Eu procuro não pensar muito no que pode estar acontecendo ao meu redor ou no que está me deixando deste ou daquele modo. Por mais que eu revire meus arquivos, não encontro a razão para que tudo se dissipe deste jeito. Confesso agora que não tenho noção de quanto tempo já me sinto assim. Talvez por eu me achar tão autossuficiente, tão dono do meu nariz, tão bem sucedido profissionalmente, tão egocêntrico e, por isso mesmo, tão diferente de tudo e de todos, me fecho agora numa redoma e não me importo se dela eu nunca mais sair. Porque eu fui único enquanto os demais eram só coadjuvantes, figuração sem a menor importância nesta história.

Não se assuste. Mande o pudor às favas e não venha tentar me revelar seu lado frágil. Também eu estou meio surdo e não sei se quero ouvir o que você tem a me dizer. Prefiro mastigar a carne mal passada que resta em minha boca cheia de dentes enquanto meus olhos fitam os seus, castigados pela vida e que há tempos eu conhecia, mas jamais me deixei enxergar de verdade.

Não que eu seja suscetível ao sofrimento. Meu ou seu. Muito pelo contrário. Há anos eu teria me ausentado e me encolhido numa bolha frágil e nada nem ninguém me faria ter uma outra visão. Eu também estaria cego e talvez por isso não seria capaz de perceber lágrimas nos meus olhos, já que tudo seria tão surreal para mim: um ser sempre tão duro, tão frio, que vive despertando inquietantemente com qualquer burburinho ao romper das manhãs.

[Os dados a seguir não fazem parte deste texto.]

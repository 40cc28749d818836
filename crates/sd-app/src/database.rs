//! Iteration over everything stored in the database and integrity checks.

use std::path::{Path, PathBuf};

use tracing::{debug, error, warn};

use sd_core::InitialConcentrationOptions;
use sd_spinup::{DatabaseLayout, RunChain, SpinupError};
use sd_store::{FileParameterStore, ParameterStore, StoreError, StoreResult};

use crate::config::DatabaseConfig;
use crate::error::{AppError, AppResult};

/// One stored (model, concentration, time step, parameters) identity.
#[derive(Debug, Clone, PartialEq)]
pub struct OptionSet {
    pub model_name: String,
    pub use_constant_concentrations: bool,
    pub concentration_index: usize,
    pub concentrations: Vec<f64>,
    pub time_step: u32,
    pub parameter_set_index: usize,
    pub parameters: Vec<f64>,
    pub parameter_set_dir: PathBuf,
}

impl OptionSet {
    pub fn spinup_dir(&self) -> PathBuf {
        DatabaseLayout::spinup_dir(&self.parameter_set_dir)
    }

    /// Runs of this parameter set. In best-effort mode an unreadable spinup
    /// directory is logged and reported as an empty chain.
    pub fn run_chain(&self, best_effort: bool) -> AppResult<RunChain> {
        let spinup_dir = self.spinup_dir();
        let chain = if best_effort {
            RunChain::discover_best_effort(&spinup_dir)?
        } else {
            RunChain::discover(&spinup_dir)?
        };
        Ok(chain)
    }
}

fn concentration_store(
    config: &DatabaseConfig,
    model_name: &str,
    use_constant_concentrations: bool,
) -> AppResult<FileParameterStore> {
    let model = config.model(model_name)?;
    let options = InitialConcentrationOptions {
        use_constant_concentrations,
        concentrations: Vec::new(),
        tolerance: config.concentration_tolerance,
    };
    Ok(config
        .layout()
        .concentration_store(&model.name, &options, &model.tracers))
}

/// Filesystem errors become a logged skip in best-effort mode.
fn tolerate<T>(result: StoreResult<T>, best_effort: bool, location: &Path) -> AppResult<Option<T>> {
    match result {
        Ok(value) => Ok(Some(value)),
        Err(StoreError::Io(e)) if best_effort => {
            warn!(path = %location.display(), error = %e, "skipping unreadable store entry");
            Ok(None)
        }
        Err(e) => Err(e.into()),
    }
}

/// Visit every stored identity of `model_names` and `time_steps` in index
/// order. Stored values are read lazily, one entry at a time.
pub fn for_each_option_set<F>(
    config: &DatabaseConfig,
    model_names: &[String],
    time_steps: &[u32],
    best_effort: bool,
    mut visit: F,
) -> AppResult<()>
where
    F: FnMut(OptionSet) -> AppResult<()>,
{
    let layout = config.layout();
    for model_name in model_names {
        for use_constant in [true, false] {
            let concentration_store = concentration_store(config, model_name, use_constant)?;
            let root = concentration_store.layout().root.clone();
            let Some(concentrations) = tolerate(concentration_store.all_values(), best_effort, &root)? else {
                continue;
            };
            for (concentration_index, concentration) in concentrations.enumerate() {
                let concentration_dir = concentration_store.entry_dir(concentration_index);
                let Some(concentration) = tolerate(concentration, best_effort, &concentration_dir)? else {
                    continue;
                };
                for &time_step in time_steps {
                    let time_step_dir = DatabaseLayout::time_step_dir(&concentration_dir, time_step);
                    let parameter_store = layout.parameter_store(&time_step_dir, config.parameter_tolerance);
                    let Some(parameter_sets) =
                        tolerate(parameter_store.all_values(), best_effort, &time_step_dir)?
                    else {
                        continue;
                    };
                    for (parameter_set_index, parameters) in parameter_sets.enumerate() {
                        let parameter_set_dir = parameter_store.entry_dir(parameter_set_index);
                        let Some(parameters) = tolerate(parameters, best_effort, &parameter_set_dir)? else {
                            continue;
                        };
                        visit(OptionSet {
                            model_name: model_name.clone(),
                            use_constant_concentrations: use_constant,
                            concentration_index,
                            concentrations: concentration.clone(),
                            time_step,
                            parameter_set_index,
                            parameters,
                            parameter_set_dir,
                        })?;
                    }
                }
            }
        }
    }
    Ok(())
}

/// All stored identities, collected.
pub fn option_sets(
    config: &DatabaseConfig,
    model_names: &[String],
    time_steps: &[u32],
    best_effort: bool,
) -> AppResult<Vec<OptionSet>> {
    let mut sets = Vec::new();
    for_each_option_set(config, model_names, time_steps, best_effort, |set| {
        sets.push(set);
        Ok(())
    })?;
    debug!(count = sets.len(), "option sets collected");
    Ok(sets)
}

/// Check every concentration and parameter store of `model_names` and
/// require at least one run for every stored parameter set.
pub fn check_integrity(config: &DatabaseConfig, model_names: &[String]) -> AppResult<()> {
    let layout = config.layout();
    for model_name in model_names {
        for use_constant in [true, false] {
            let concentration_store = concentration_store(config, model_name, use_constant)?;
            concentration_store.check_integrity()?;
            for concentration_index in 0..concentration_store.len()? {
                let concentration_dir = concentration_store.entry_dir(concentration_index);
                for time_step in sd_core::TIME_STEPS {
                    let time_step_dir = DatabaseLayout::time_step_dir(&concentration_dir, time_step);
                    layout
                        .parameter_store(&time_step_dir, config.parameter_tolerance)
                        .check_integrity()?;
                }
            }
        }
    }

    for_each_option_set(config, model_names, &sd_core::TIME_STEPS, false, |set| {
        let spinup_dir = set.spinup_dir();
        let chain = set.run_chain(false).map_err(|e| match e {
            AppError::Spinup(SpinupError::Integrity { path, reason }) => {
                AppError::Integrity { path, reason }
            }
            other => other,
        })?;
        if chain.is_empty() {
            let reason = format!("parameter set {:?} has no spinup run", set.parameters);
            error!(spinup_dir = %spinup_dir.display(), %reason, "database integrity violated");
            return Err(AppError::Integrity {
                path: spinup_dir,
                reason,
            });
        }
        Ok(())
    })?;
    debug!(?model_names, "database integrity checked");
    Ok(())
}
//! Relocatable paths for job records.
//!
//! Paths below the output root are stored as `${VAR}/relative/path`, so the
//! whole output tree can move without invalidating existing job records.

use std::path::{Path, PathBuf};

#[derive(Debug, Clone, PartialEq)]
pub struct OutputRoot {
    root: PathBuf,
    env_var: String,
}

impl OutputRoot {
    pub fn new(root: impl Into<PathBuf>, env_var: impl Into<String>) -> Self {
        Self {
            root: root.into(),
            env_var: env_var.into(),
        }
    }

    pub fn root(&self) -> &Path {
        &self.root
    }

    pub fn env_var(&self) -> &str {
        &self.env_var
    }

    fn prefix(&self) -> String {
        format!("${{{}}}", self.env_var)
    }

    /// Rewrite `path` relative to the symbolic root when it lies below it.
    pub fn to_portable(&self, path: &Path) -> String {
        match path.strip_prefix(&self.root) {
            Ok(rest) if rest.as_os_str().is_empty() => self.prefix(),
            Ok(rest) => format!("{}/{}", self.prefix(), rest.display()),
            Err(_) => path.display().to_string(),
        }
    }

    /// Inverse of [`OutputRoot::to_portable`]. The environment variable wins
    /// over the configured root when it is set.
    pub fn resolve(&self, portable: &str) -> PathBuf {
        let prefix = self.prefix();
        let Some(rest) = portable.strip_prefix(&prefix) else {
            return PathBuf::from(portable);
        };
        let base = std::env::var_os(&self.env_var)
            .map(PathBuf::from)
            .unwrap_or_else(|| self.root.clone());
        let rest = rest.trim_start_matches('/');
        if rest.is_empty() { base } else { base.join(rest) }
    }
}

#[cfg(test)]
mod tests {
    use super::*;

    #[test]
    fn paths_below_root_are_symbolic() {
        let root = OutputRoot::new("/data/spindb", "SD_TEST_UNSET_ROOT");
        let portable = root.to_portable(Path::new("/data/spindb/model_N/run_00"));
        assert_eq!(portable, "${SD_TEST_UNSET_ROOT}/model_N/run_00");
        assert_eq!(
            root.resolve(&portable),
            PathBuf::from("/data/spindb/model_N/run_00")
        );
    }

    #[test]
    fn foreign_paths_are_kept_verbatim() {
        let root = OutputRoot::new("/data/spindb", "SD_TEST_UNSET_ROOT");
        let portable = root.to_portable(Path::new("/tmp/other/file.json"));
        assert_eq!(portable, "/tmp/other/file.json");
        assert_eq!(root.resolve(&portable), PathBuf::from("/tmp/other/file.json"));
    }
}
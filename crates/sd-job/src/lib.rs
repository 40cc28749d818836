//! sd-job: lifecycle of one external simulation run.
//!
//! A run lives in its own directory. The controller owns `job.json`
//! (configuration, read-only flags, submission data); the batch layer owns
//! `status.json` (submitted / finished / failed). Completion is detected only
//! through these files.

pub mod batch;
pub mod controller;
pub mod local;
pub mod output;
pub mod paths;
pub mod record;

use std::path::{Path, PathBuf};

pub use batch::{BatchSystem, CommandBatch};
pub use controller::{FileJob, FileJobBackend};
pub use local::{InitialState, LocalBatch, SimulationInput, SimulationOutput, Simulator};
pub use output::{TracerTrajectory, output_file_name, trajectory_dir, trajectory_file};
pub use paths::OutputRoot;
pub use record::{JobConfig, JobRecord, JobStatus, ReadOnlyFlags, StartState};

pub type JobResult<T> = Result<T, JobError>;

#[derive(thiserror::Error, Debug)]
pub enum JobError {
    #[error("I/O error: {0}")]
    Io(#[from] std::io::Error),

    #[error("JSON error: {0}")]
    Json(#[from] serde_json::Error),

    #[error("Job metadata in {dir} is missing or malformed: {reason}")]
    Metadata { dir: PathBuf, reason: String },

    #[error("Job in {dir} has not been configured")]
    NotConfigured { dir: PathBuf },

    #[error("Job in {dir} has not been submitted")]
    NotSubmitted { dir: PathBuf },

    #[error("Job in {dir} has not finished")]
    NotFinished { dir: PathBuf },

    #[error("Job in {dir} failed: {message}")]
    Failed { dir: PathBuf, message: String },

    #[error("Batch submission failed: {message}")]
    Batch { message: String },
}

impl JobError {
    pub fn is_metadata(&self) -> bool {
        matches!(self, Self::Metadata { .. })
    }
}

/// One external simulation execution.
///
/// Handles are cheap, hold no open files and are meant to be scoped to a
/// single access: open, read or mutate, drop.
pub trait JobController {
    fn run_dir(&self) -> &Path;

    /// Write the run configuration. Replaces any earlier configuration.
    fn configure(&mut self, config: JobConfig) -> JobResult<()>;

    /// Submit to the batch system without waiting.
    fn start(&mut self) -> JobResult<()>;

    fn status(&self) -> JobResult<JobStatus>;

    fn is_finished(&self) -> JobResult<bool> {
        Ok(matches!(self.status()?, JobStatus::Finished { .. }))
    }

    /// Block until the batch layer reports completion. There is no timeout.
    fn wait_until_finished(&mut self) -> JobResult<()>;

    fn config(&self) -> JobResult<&JobConfig>;

    fn achieved_years(&self) -> JobResult<u32>;

    fn achieved_tolerance(&self) -> JobResult<f64>;

    fn tracer_output_files(&self) -> JobResult<Vec<PathBuf>>;

    /// Warm-start input files, empty for runs started from constants.
    fn tracer_input_files(&self) -> JobResult<Vec<PathBuf>>;

    /// Run whose output seeded this run.
    fn predecessor(&self) -> JobResult<Option<PathBuf>>;

    fn set_read_only(&mut self, inputs: bool, outputs: bool) -> JobResult<()>;
}

/// Creates and opens job handles for run directories.
pub trait JobBackend {
    type Job: JobController;

    /// Handle for a new, not yet configured run in `run_dir`.
    fn create(&self, run_dir: &Path) -> Self::Job;

    /// Handle for an existing run; fails with [`JobError::Metadata`] when the
    /// job record is missing or malformed.
    fn open(&self, run_dir: &Path) -> JobResult<Self::Job>;

    fn output_root(&self) -> &OutputRoot;
}
use thiserror::Error;

pub type CoreResult<T> = Result<T, CoreError>;

#[derive(Error, Debug)]
pub enum CoreError {
    #[error("Non-finite numeric value for {what}: {value}")]
    NonFinite { what: &'static str, value: f64 },

    #[error("Invalid value for {what}: {reason}")]
    InvalidValue { what: &'static str, reason: String },

    #[error("Length mismatch for {what}: expected {expected}, got {actual}")]
    LengthMismatch {
        what: &'static str,
        expected: usize,
        actual: usize,
    },
}

impl CoreError {
    pub fn invalid(what: &'static str, reason: impl Into<String>) -> Self {
        Self::InvalidValue {
            what,
            reason: reason.into(),
        }
    }
}
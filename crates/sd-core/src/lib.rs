//! sd-core: shared foundation for the spindb simulation-run database.
//!
//! Contains:
//! - numeric (Real + tolerances + vector comparisons)
//! - options (model, spinup and derivative options)
//! - error (shared error types)

pub mod error;
pub mod numeric;
pub mod options;

pub use error::{CoreError, CoreResult};
pub use numeric::*;
pub use options::*;
//! Shared application layer of the simulation database.
//!
//! Loads the database configuration, exposes model values and derivatives
//! through [`Model`], iterates and checks the stored database, and
//! propagates parameter uncertainty to model output.

pub mod confidence;
pub mod config;
pub mod database;
pub mod error;
pub mod memo;
pub mod model;

pub use confidence::{average_model_confidence, model_confidence, nan_mean, parameter_confidence};
pub use config::{DatabaseConfig, ModelDefinition, load_config};
pub use database::{OptionSet, check_integrity, for_each_option_set, option_sets};
pub use error::{AppError, AppResult};
pub use model::Model;

pub use sd_deriv::DerivativeSettings;
pub use sd_job::FileJobBackend;
pub use sd_trajectory::DataSets;
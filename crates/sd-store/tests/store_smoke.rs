use std::fs;
use std::path::PathBuf;

use proptest::prelude::*;
use sd_core::Tolerances;
use sd_store::{FileParameterStore, ParameterStore, StoreError, StoreLayout};

fn unique_temp_dir(prefix: &str) -> PathBuf {
    std::env::temp_dir().join(format!("{}_{}", prefix, uuid::Uuid::new_v4()))
}

fn parameter_store(root: PathBuf) -> FileParameterStore {
    let layout = StoreLayout {
        root,
        lookup_file_name: "parameters_lookup.json".to_string(),
        entry_prefix: "parameter_set_".to_string(),
        entry_width: 5,
        value_file_names: vec!["parameters.json".to_string()],
    };
    FileParameterStore::new(
        layout,
        Tolerances {
            abs: 1e-12,
            rel: 1e-6,
        },
        12,
    )
}

#[test]
fn missing_store_is_empty() {
    let store = parameter_store(unique_temp_dir("sd_store_missing"));
    assert!(!store.exists());
    assert_eq!(store.len().unwrap(), 0);
    assert_eq!(store.closest_index(&[1.0, 2.0]).unwrap(), None);
    assert_eq!(store.all_values().unwrap().count(), 0);
}

#[test]
fn values_within_tolerance_share_an_index() {
    let store = parameter_store(unique_temp_dir("sd_store_fuzzy"));

    let first = store.get_or_add_index(&[0.02, 2.0, 0.5]).unwrap();
    let second = store.get_or_add_index(&[0.02 * (1.0 + 1e-8), 2.0, 0.5]).unwrap();
    let other = store.get_or_add_index(&[0.03, 2.0, 0.5]).unwrap();

    assert_eq!(first, 0);
    assert_eq!(second, first);
    assert_eq!(other, 1);
    assert_eq!(store.len().unwrap(), 2);
    assert_eq!(store.get_value(1).unwrap(), vec![0.03, 2.0, 0.5]);
    assert!(store.entry_dir(1).join("parameters.json").is_file());
    store.check_integrity().unwrap();
}

#[test]
fn closest_index_ignores_tolerance() {
    let store = parameter_store(unique_temp_dir("sd_store_closest"));
    store.get_or_add_index(&[1.0, 1.0]).unwrap();
    store.get_or_add_index(&[5.0, 5.0]).unwrap();

    assert_eq!(store.index(&[4.0, 4.5]).unwrap(), None);
    assert_eq!(store.closest_index(&[4.0, 4.5]).unwrap(), Some(1));
    assert_eq!(store.closest_index(&[1.5, 0.0]).unwrap(), Some(0));
}

#[test]
fn indices_by_distance_orders_nearest_first() {
    let store = parameter_store(unique_temp_dir("sd_store_distance"));
    for p in [[1.0, 1.0], [5.0, 5.0], [3.0, 3.0]] {
        store.get_or_add_index(&p).unwrap();
    }
    store.get_or_add_index(&[3.0]).unwrap();

    assert_eq!(store.indices_by_distance(&[4.9, 5.0]).unwrap(), vec![1, 2, 0]);
    assert_eq!(store.indices_by_distance(&[0.0]).unwrap(), vec![3]);
    assert!(store.indices_by_distance(&[0.0, 0.0, 0.0]).unwrap().is_empty());
}

#[test]
fn all_values_is_restartable() {
    let store = parameter_store(unique_temp_dir("sd_store_iter"));
    for p in [1.0, 2.0, 3.0] {
        store.get_or_add_index(&[p]).unwrap();
    }

    let first_pass: Vec<Vec<f64>> = store.all_values().unwrap().map(|v| v.unwrap()).collect();
    let second_pass: Vec<Vec<f64>> = store.all_values().unwrap().map(|v| v.unwrap()).collect();
    assert_eq!(first_pass, vec![vec![1.0], vec![2.0], vec![3.0]]);
    assert_eq!(first_pass, second_pass);
}

#[test]
fn tampered_value_file_fails_integrity_check() {
    let store = parameter_store(unique_temp_dir("sd_store_tampered"));
    store.get_or_add_index(&[1.0, 2.0]).unwrap();
    fs::write(store.entry_dir(0).join("parameters.json"), "[1.0, 3.0]").unwrap();

    let err = store.check_integrity().unwrap_err();
    assert!(matches!(err, StoreError::Integrity { .. }));
}

#[test]
fn missing_entry_dir_fails_integrity_check() {
    let store = parameter_store(unique_temp_dir("sd_store_missing_entry"));
    store.get_or_add_index(&[1.0]).unwrap();
    fs::remove_dir_all(store.entry_dir(0)).unwrap();

    assert!(matches!(
        store.check_integrity(),
        Err(StoreError::Integrity { .. })
    ));
}

#[test]
fn concentration_fields_are_split_across_value_files() {
    let layout = StoreLayout {
        root: unique_temp_dir("sd_store_vector"),
        lookup_file_name: "lookup.json".to_string(),
        entry_prefix: "concentration_".to_string(),
        entry_width: 3,
        value_file_names: vec!["N_input.json".to_string(), "DOP_input.json".to_string()],
    };
    let store = FileParameterStore::new(layout, Tolerances::default(), 12);

    let index = store.get_or_add_index(&[2.0, 2.1, 0.1, 0.2]).unwrap();
    let files = store.value_files(index).unwrap();
    assert_eq!(files.len(), 2);
    let dop: Vec<f64> = serde_json::from_str(&fs::read_to_string(&files[1]).unwrap()).unwrap();
    assert_eq!(dop, vec![0.1, 0.2]);
    assert_eq!(store.get_value(index).unwrap(), vec![2.0, 2.1, 0.1, 0.2]);
}

proptest! {
    #![proptest_config(ProptestConfig::with_cases(24))]

    #[test]
    fn store_growth_is_idempotent(
        base in prop::collection::vec(0.1_f64..10.0, 1..5),
        jitter in -1e-9_f64..1e-9,
    ) {
        let store = parameter_store(unique_temp_dir("sd_store_prop"));
        let nearby: Vec<f64> = base.iter().map(|v| v * (1.0 + jitter)).collect();

        let first = store.get_or_add_index(&base).unwrap();
        let second = store.get_or_add_index(&nearby).unwrap();
        let third = store.get_or_add_index(&base).unwrap();

        prop_assert_eq!(first, second);
        prop_assert_eq!(first, third);
        prop_assert_eq!(store.len().unwrap(), 1);
    }
}
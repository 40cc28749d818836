use std::path::{Path, PathBuf};
use std::sync::Arc;
use std::time::Duration;

use indexmap::IndexMap;
use ndarray::{Array2, array};
use sd_job::{
    BatchSystem, FileJobBackend, InitialState, JobBackend, JobConfig, JobController, LocalBatch,
    OutputRoot, SimulationInput, SimulationOutput, Simulator, StartState, TracerTrajectory,
};
use sd_trajectory::{
    DEFAULT_SCRATCH_DIR, Sampling, TrajectoryAssembler, TrajectoryError, TrajectorySource,
};

fn unique_temp_dir(prefix: &str) -> PathBuf {
    std::env::temp_dir().join(format!("{}_{}", prefix, uuid::Uuid::new_v4()))
}

const CELLS: [[f64; 3]; 3] = [[0.0, 0.0, 0.0], [120.0, 0.0, 0.0], [240.0, 0.0, 0.0]];

/// State is constant per tracer; the trajectory adds the time step index.
struct Seasonal;

impl Simulator for Seasonal {
    fn simulate(&self, input: &SimulationInput<'_>) -> Result<SimulationOutput, String> {
        let config = input.config;
        let mut final_state = IndexMap::new();
        for (i, tracer) in config.tracers.iter().enumerate() {
            let state = match &input.initial_state {
                InitialState::Constant(c) => vec![c[i]; CELLS.len()],
                InitialState::Fields(fields) => fields[tracer].clone(),
            };
            final_state.insert(tracer.clone(), state);
        }
        let trajectory = config.write_trajectory.then(|| {
            final_state
                .iter()
                .map(|(tracer, state): (&String, &Vec<f64>)| {
                    let values = (0..4)
                        .map(|k| state.iter().map(|v| v + k as f64).collect())
                        .collect();
                    let trajectory = TracerTrajectory {
                        time_dim: 4,
                        coordinates: CELLS.to_vec(),
                        values,
                    };
                    (tracer.clone(), trajectory)
                })
                .collect()
        });
        Ok(SimulationOutput {
            final_state,
            achieved_years: config.years,
            achieved_tolerance: 0.0,
            trajectory,
        })
    }
}

struct Fixture {
    root: PathBuf,
    batch: Arc<LocalBatch<Seasonal>>,
    backend: FileJobBackend,
    tracers: Vec<String>,
}

impl Fixture {
    fn new(prefix: &str) -> Self {
        let root = unique_temp_dir(prefix);
        let output_root = OutputRoot::new(root.clone(), "SD_TRAJECTORY_TEST_ROOT_UNSET");
        let batch = Arc::new(LocalBatch::new(Seasonal, output_root.clone()));
        let dyn_batch: Arc<dyn BatchSystem> = batch.clone();
        let backend = FileJobBackend::new(dyn_batch, output_root, Duration::from_millis(5));
        Self {
            root,
            batch,
            backend,
            tracers: vec!["DOP".to_string(), "PO4".to_string()],
        }
    }

    fn finished_run(&self) -> PathBuf {
        let run_dir = self.root.join("spinup").join("run_00");
        let mut job = self.backend.create(&run_dir);
        job.configure(JobConfig {
            model_name: "MITgcm-PO4-DOP".to_string(),
            tracers: self.tracers.clone(),
            parameters: vec![0.02],
            years: 10,
            tolerance: 0.0,
            time_step: 1,
            start: StartState::Constant {
                concentrations: vec![1.0, 100.0],
            },
            concentration_factor: 1.0,
            write_trajectory: false,
            predecessor: None,
        })
        .unwrap();
        job.start().unwrap();
        job.wait_until_finished().unwrap();
        run_dir
    }

    fn source<'a>(&'a self, run_dir: &'a Path) -> TrajectorySource<'a> {
        TrajectorySource {
            run_dir,
            model_name: "MITgcm-PO4-DOP",
            model_tracers: &self.tracers,
            parameters: &[0.02],
            time_step: 1,
        }
    }
}

#[test]
fn dense_values_are_averaged_and_temp_dir_removed() {
    let fx = Fixture::new("sd_trajectory_dense");
    let run_dir = fx.finished_run();
    let tmp = fx.root.join("tmp");
    let mut assembler: TrajectoryAssembler = TrajectoryAssembler::new(Some(tmp.clone()));

    let values = assembler
        .values(
            &fx.backend,
            &fx.source(&run_dir),
            &["PO4".to_string()],
            &Sampling::Dense { time_dim: 2 },
        )
        .unwrap();

    assert_eq!(values.len(), 1);
    let po4 = &values["PO4"];
    assert_eq!(po4.shape(), &[2, 3]);
    assert_eq!(po4[[0, 0]], 100.5);
    assert_eq!(po4[[1, 2]], 102.5);
    assert_eq!(std::fs::read_dir(&tmp).unwrap().count(), 0);
    assert_eq!(fx.batch.submissions(), 2);
}

#[test]
fn zero_tracers_start_no_trajectory_run() {
    let fx = Fixture::new("sd_trajectory_empty");
    let run_dir = fx.finished_run();
    let mut assembler: TrajectoryAssembler = TrajectoryAssembler::new(None);

    let values = assembler
        .values(&fx.backend, &fx.source(&run_dir), &[], &Sampling::Dense { time_dim: 4 })
        .unwrap();
    assert!(values.is_empty());
    assert_eq!(fx.batch.submissions(), 1);
}

#[test]
fn unknown_tracer_is_rejected_before_any_run() {
    let fx = Fixture::new("sd_trajectory_unknown");
    let run_dir = fx.finished_run();
    let mut assembler: TrajectoryAssembler = TrajectoryAssembler::new(None);

    let err = assembler
        .values(
            &fx.backend,
            &fx.source(&run_dir),
            &["N".to_string()],
            &Sampling::Dense { time_dim: 4 },
        )
        .unwrap_err();
    assert!(matches!(err, TrajectoryError::UnsupportedTracer { .. }));
    assert_eq!(fx.batch.submissions(), 1);
}

#[test]
fn points_are_sampled_per_tracer() {
    let fx = Fixture::new("sd_trajectory_points");
    let run_dir = fx.finished_run();
    let mut assembler: TrajectoryAssembler = TrajectoryAssembler::new(None);

    let mut points: IndexMap<String, Array2<f64>> = IndexMap::new();
    points.insert(
        "DOP".to_string(),
        array![[0.1, 359.0, 0.0, 0.0], [0.9, 241.0, 0.0, 0.0]],
    );
    points.insert("PO4".to_string(), Array2::zeros((0, 4)));
    let tracers: Vec<String> = points.keys().cloned().collect();

    let values = assembler
        .values(&fx.backend, &fx.source(&run_dir), &tracers, &Sampling::Points(&points))
        .unwrap();

    assert_eq!(values["DOP"].as_slice().unwrap(), &[1.0, 4.0]);
    assert_eq!(values["PO4"].len(), 0);
}

#[test]
fn unset_tmp_dir_leaves_the_source_run_untouched() {
    let fx = Fixture::new("sd_trajectory_scratch");
    let run_dir = fx.finished_run();
    let mut assembler: TrajectoryAssembler = TrajectoryAssembler::new(None);
    assert_eq!(
        assembler.scratch_dir(),
        std::env::temp_dir().join(DEFAULT_SCRATCH_DIR)
    );

    let entries = |dir: &Path| -> Vec<String> {
        let mut names: Vec<String> = std::fs::read_dir(dir)
            .unwrap()
            .map(|e| e.unwrap().file_name().to_string_lossy().into_owned())
            .collect();
        names.sort();
        names
    };
    let before = entries(&run_dir);
    let values = assembler
        .values(
            &fx.backend,
            &fx.source(&run_dir),
            &["DOP".to_string()],
            &Sampling::Dense { time_dim: 1 },
        )
        .unwrap();

    assert_eq!(values["DOP"].shape(), &[1, 3]);
    assert_eq!(entries(&run_dir), before);
    assert_eq!(fx.batch.submissions(), 2);
}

quinta-feira, 1 de novembro de 2012

Quando o verbo escorre

Escrevo forte porque me preciso assim.
Soubesse eu verbalizar a frase precisa,
a palavra exata, a oração e o sujeito,
entre graves e agudos, eu me surpreenderia.

Escrevo por sorte.
Não fosse isso eu seria praticamente mudo,
alheio a tudo, o ser mais solitário do mundo.
Enquanto outros tantos falam demais.

Porque eu não sei me expressar tão bem.
Antes, talvez, fosse necessário aprender a gritar,
subir o tom, elevar a voz e me fazer ouvir.
É que eles falam muito, porém são surdos.

Ainda bem que não sou cego.
Enxergo tão perfeitamente
que em mim reflete
o que neles se esconde.

É quando então eu me revelo em versos,
transformo tudo em prosa,
o céu assume tons de cinza e rosa
e escorre a tinta sobre o meu papel.